Collected data

▽

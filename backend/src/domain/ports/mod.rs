//! Domain ports defining the edges of the hexagon.
//!
//! Driven ports (repositories, the page cache) describe how the domain
//! expects to reach storage; driving ports (queries, commands, login) are
//! what inbound adapters consume. Each driven port exposes strongly typed
//! errors so adapters map their failures into predictable variants instead
//! of stringly typed results.

mod comment_repository;
mod feed_query;
pub mod fixtures;
mod follow_command;
mod follow_repository;
mod group_repository;
mod login_service;
mod macros;
mod page_cache;
mod post_command;
mod post_repository;
mod user_repository;

pub use comment_repository::{CommentPersistenceError, CommentRepository};
pub use feed_query::FeedQuery;
pub use fixtures::FixtureStore;
pub use follow_command::FollowCommand;
pub use follow_repository::{FollowPersistenceError, FollowRepository};
pub use group_repository::{GroupPersistenceError, GroupRepository};
pub use login_service::LoginService;
pub use page_cache::{PageCache, PageCacheError};
pub use post_command::{EditAccess, EditOutcome, PostCommand};
pub use post_repository::{FeedFilter, PostPersistenceError, PostRepository};
pub use user_repository::{UserPersistenceError, UserRepository};

#[cfg(test)]
pub use comment_repository::MockCommentRepository;
#[cfg(test)]
pub use follow_repository::MockFollowRepository;
#[cfg(test)]
pub use group_repository::MockGroupRepository;
#[cfg(test)]
pub use page_cache::MockPageCache;
#[cfg(test)]
pub use post_repository::MockPostRepository;
#[cfg(test)]
pub use user_repository::MockUserRepository;
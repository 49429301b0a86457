//! Builders for the HTTP state: repository-backed services when a database
//! is configured, fixture-backed services otherwise.

use std::io;
use std::sync::Arc;

use pagination::Paginator;
use tracing::warn;

use crate::domain::ports::{
    CommentRepository, FixtureStore, FollowRepository, GroupRepository, PageCache,
    PostRepository, UserRepository,
};
use crate::domain::{
    DirectoryLoginService, FeedService, FollowCommandService, PostCommandService,
};
use crate::inbound::http::state::{FeedCachePolicy, HttpState};
use crate::outbound::cache::{MemoryPageCache, RedisPageCache};
use crate::outbound::persistence::{
    DbPool, DieselCommentRepository, DieselFollowRepository, DieselGroupRepository,
    DieselPostRepository, DieselUserRepository, PoolConfig,
};

use super::ServerConfig;

/// The repository set every service is assembled over.
struct Repositories {
    posts: Arc<dyn PostRepository>,
    groups: Arc<dyn GroupRepository>,
    users: Arc<dyn UserRepository>,
    comments: Arc<dyn CommentRepository>,
    follows: Arc<dyn FollowRepository>,
}

fn assemble(
    repos: Repositories,
    paginator: Paginator,
    page_cache: Arc<dyn PageCache>,
    cache_policy: FeedCachePolicy,
) -> HttpState {
    let feeds = FeedService::new(
        Arc::clone(&repos.posts),
        Arc::clone(&repos.groups),
        Arc::clone(&repos.users),
        Arc::clone(&repos.comments),
        Arc::clone(&repos.follows),
        paginator,
    );
    let posts = PostCommandService::new(
        Arc::clone(&repos.posts),
        Arc::clone(&repos.groups),
        Arc::clone(&repos.users),
        Arc::clone(&repos.comments),
    );
    let follows = FollowCommandService::new(Arc::clone(&repos.users), Arc::clone(&repos.follows));
    let login = DirectoryLoginService::new(Arc::clone(&repos.users));
    HttpState {
        login: Arc::new(login),
        feeds: Arc::new(feeds),
        posts: Arc::new(posts),
        follows: Arc::new(follows),
        page_cache,
        cache_policy,
    }
}

/// Build an [`HttpState`] over a shared fixture store.
///
/// Used by the server when no database is configured, and by tests that
/// want to seed and inspect state directly.
///
/// # Panics
/// Panics on a zero page size; callers configure it from a validated source.
#[must_use]
pub fn fixture_http_state(
    store: &Arc<FixtureStore>,
    page_size: usize,
    cache_policy: FeedCachePolicy,
) -> HttpState {
    let paginator = Paginator::new(page_size).expect("page size must be non-zero");
    let repos = Repositories {
        posts: Arc::clone(store) as Arc<dyn PostRepository>,
        groups: Arc::clone(store) as Arc<dyn GroupRepository>,
        users: Arc::clone(store) as Arc<dyn UserRepository>,
        comments: Arc::clone(store) as Arc<dyn CommentRepository>,
        follows: Arc::clone(store) as Arc<dyn FollowRepository>,
    };
    assemble(
        repos,
        paginator,
        Arc::new(MemoryPageCache::new()),
        cache_policy,
    )
}

/// Build the HTTP state described by `config`.
///
/// A configured database selects the Diesel adapters; otherwise the server
/// runs over an in-memory fixture store. A configured Redis URL selects the
/// shared page cache; otherwise the in-process one.
pub async fn build_http_state(config: &ServerConfig) -> io::Result<HttpState> {
    let paginator = Paginator::new(config.page_size)
        .map_err(|error| io::Error::other(format!("invalid page size: {error}")))?;

    let page_cache: Arc<dyn PageCache> = match &config.redis_url {
        Some(url) => Arc::new(
            RedisPageCache::connect(url)
                .await
                .map_err(|error| io::Error::other(format!("redis cache unavailable: {error}")))?,
        ),
        None => Arc::new(MemoryPageCache::new()),
    };

    let repos = match &config.database_url {
        Some(url) => {
            let pool = DbPool::new(PoolConfig::new(url))
                .await
                .map_err(|error| io::Error::other(format!("database unavailable: {error}")))?;
            Repositories {
                posts: Arc::new(DieselPostRepository::new(pool.clone())),
                groups: Arc::new(DieselGroupRepository::new(pool.clone())),
                users: Arc::new(DieselUserRepository::new(pool.clone())),
                comments: Arc::new(DieselCommentRepository::new(pool.clone())),
                follows: Arc::new(DieselFollowRepository::new(pool)),
            }
        }
        None => {
            warn!("no database configured; serving from an in-memory fixture store");
            let store = Arc::new(FixtureStore::new());
            Repositories {
                posts: Arc::clone(&store) as Arc<dyn PostRepository>,
                groups: Arc::clone(&store) as Arc<dyn GroupRepository>,
                users: Arc::clone(&store) as Arc<dyn UserRepository>,
                comments: Arc::clone(&store) as Arc<dyn CommentRepository>,
                follows: store as Arc<dyn FollowRepository>,
            }
        }
    };

    Ok(assemble(
        repos,
        paginator,
        page_cache,
        config.cache_policy.clone(),
    ))
}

△

== Brief ==
Nothing is to be left out: set down all the records again exactly.

== Answer for the task ==
filename backend/src/domain/ports/mod.rs
//! Domain ports defining the edges of the hexagon.
//!
//! Driven ports (repositories, the page cache) describe how the domain
//! expects to reach storage; driving ports (queries, commands, login) are
//! what inbound adapters consume. Each driven port exposes strongly typed
//! errors so adapters map their failures into predictable variants instead
//! of stringly typed results.

mod comment_repository;
mod feed_query;
pub mod fixtures;
mod follow_command;
mod follow_repository;
mod group_repository;
mod login_service;
mod macros;
mod page_cache;
mod post_command;
mod post_repository;
mod user_repository;

pub use comment_repository::{CommentPersistenceError, CommentRepository};
pub use feed_query::FeedQuery;
pub use fixtures::FixtureStore;
pub use follow_command::FollowCommand;
pub use follow_repository::{FollowPersistenceError, FollowRepository};
pub use group_repository::{GroupPersistenceError, GroupRepository};
pub use login_service::LoginService;
pub use page_cache::{PageCache, PageCacheError};
pub use post_command::{EditAccess, EditOutcome, PostCommand};
pub use post_repository::{FeedFilter, PostPersistenceError, PostRepository};
pub use user_repository::{UserPersistenceError, UserRepository};

#[cfg(test)]
pub use comment_repository::MockCommentRepository;
#[cfg(test)]
pub use follow_repository::MockFollowRepository;
#[cfg(test)]
pub use group_repository::MockGroupRepository;
#[cfg(test)]
pub use page_cache::MockPageCache;
#[cfg(test)]
pub use post_repository::MockPostRepository;
#[cfg(test)]
pub use user_repository::MockUserRepository;
repository 49429301b0a86457
//! Builders for the HTTP state: repository-backed services when a database
//! is configured, fixture-backed services otherwise.

use std::io;
use std::sync::Arc;

use pagination::Paginator;
use tracing::warn;

use crate::domain::ports::{
    CommentRepository, FixtureStore, FollowRepository, GroupRepository, PageCache,
    PostRepository, UserRepository,
};
use crate::domain::{
    DirectoryLoginService, FeedService, FollowCommandService, PostCommandService,
};
use crate::inbound::http::state::{FeedCachePolicy, HttpState};
use crate::outbound::cache::{MemoryPageCache, RedisPageCache};
use crate::outbound::persistence::{
    DbPool, DieselCommentRepository, DieselFollowRepository, DieselGroupRepository,
    DieselPostRepository, DieselUserRepository, PoolConfig,
};

use super::ServerConfig;

/// The repository set every service is assembled over.
struct Repositories {
    posts: Arc<dyn PostRepository>,
    groups: Arc<dyn GroupRepository>,
    users: Arc<dyn UserRepository>,
    comments: Arc<dyn CommentRepository>,
    follows: Arc<dyn FollowRepository>,
}

fn assemble(
    repos: Repositories,
    paginator: Paginator,
    page_cache: Arc<dyn PageCache>,
    cache_policy: FeedCachePolicy,
) -> HttpState {
    let feeds = FeedService::new(
        Arc::clone(&repos.posts),
        Arc::clone(&repos.groups),
        Arc::clone(&repos.users),
        Arc::clone(&repos.comments),
        Arc::clone(&repos.follows),
        paginator,
    );
    let posts = PostCommandService::new(
        Arc::clone(&repos.posts),
        Arc::clone(&repos.groups),
        Arc::clone(&repos.users),
        Arc::clone(&repos.comments),
    );
    let follows = FollowCommandService::new(Arc::clone(&repos.users), Arc::clone(&repos.follows));
    let login = DirectoryLoginService::new(Arc::clone(&repos.users));
    HttpState {
        login: Arc::new(login),
        feeds: Arc::new(feeds),
        posts: Arc::new(posts),
        follows: Arc::new(follows),
        page_cache,
        cache_policy,
    }
}

/// Build an [`HttpState`] over a shared fixture store.
///
/// Used by the server when no database is configured, and by tests that
/// want to seed and inspect state directly.
///
/// # Panics
/// Panics on a zero page size; callers configure it from a validated source.
#[must_use]
pub fn fixture_http_state(
    store: &Arc<FixtureStore>,
    page_size: usize,
    cache_policy: FeedCachePolicy,
) -> HttpState {
    let paginator = Paginator::new(page_size).expect("page size must be non-zero");
    let repos = Repositories {
        posts: Arc::clone(store) as Arc<dyn PostRepository>,
        groups: Arc::clone(store) as Arc<dyn GroupRepository>,
        users: Arc::clone(store) as Arc<dyn UserRepository>,
        comments: Arc::clone(store) as Arc<dyn CommentRepository>,
        follows: Arc::clone(store) as Arc<dyn FollowRepository>,
    };
    assemble(
        repos,
        paginator,
        Arc::new(MemoryPageCache::new()),
        cache_policy,
    )
}

/// Build the HTTP state described by `config`.
///
/// A configured database selects the Diesel adapters; otherwise the server
/// runs over an in-memory fixture store. A configured Redis URL selects the
/// shared page cache; otherwise the in-process one.
pub async fn build_http_state(config: &ServerConfig) -> io::Result<HttpState> {
    let paginator = Paginator::new(config.page_size)
        .map_err(|error| io::Error::other(format!("invalid page size: {error}")))?;

    let page_cache: Arc<dyn PageCache> = match &config.redis_url {
        Some(url) => Arc::new(
            RedisPageCache::connect(url)
                .await
                .map_err(|error| io::Error::other(format!("redis cache unavailable: {error}")))?,
        ),
        None => Arc::new(MemoryPageCache::new()),
    };

    let repos = match &config.database_url {
        Some(url) => {
            let pool = DbPool::new(PoolConfig::new(url))
                .await
                .map_err(|error| io::Error::other(format!("database unavailable: {error}")))?;
            Repositories {
                posts: Arc::new(DieselPostRepository::new(pool.clone())),
                groups: Arc::new(DieselGroupRepository::new(pool.clone())),
                users: Arc::new(DieselUserRepository::new(pool.clone())),
                comments: Arc::new(DieselCommentRepository::new(pool.clone())),
                follows: Arc::new(DieselFollowRepository::new(pool)),
            }
        }
        None => {
            warn!("no database configured; serving from an in-memory fixture store");
            let store = Arc::new(FixtureStore::new());
            Repositories {
                posts: Arc::clone(&store) as Arc<dyn PostRepository>,
                groups: Arc::clone(&store) as Arc<dyn GroupRepository>,
                users: Arc::clone(&store) as Arc<dyn UserRepository>,
                comments: Arc::clone(&store) as Arc<dyn CommentRepository>,
                follows: store as Arc<dyn FollowRepository>,
            }
        }
    };

    Ok(assemble(
        repos,
        paginator,
        page_cache,
        config.cache_policy.clone(),
    ))
}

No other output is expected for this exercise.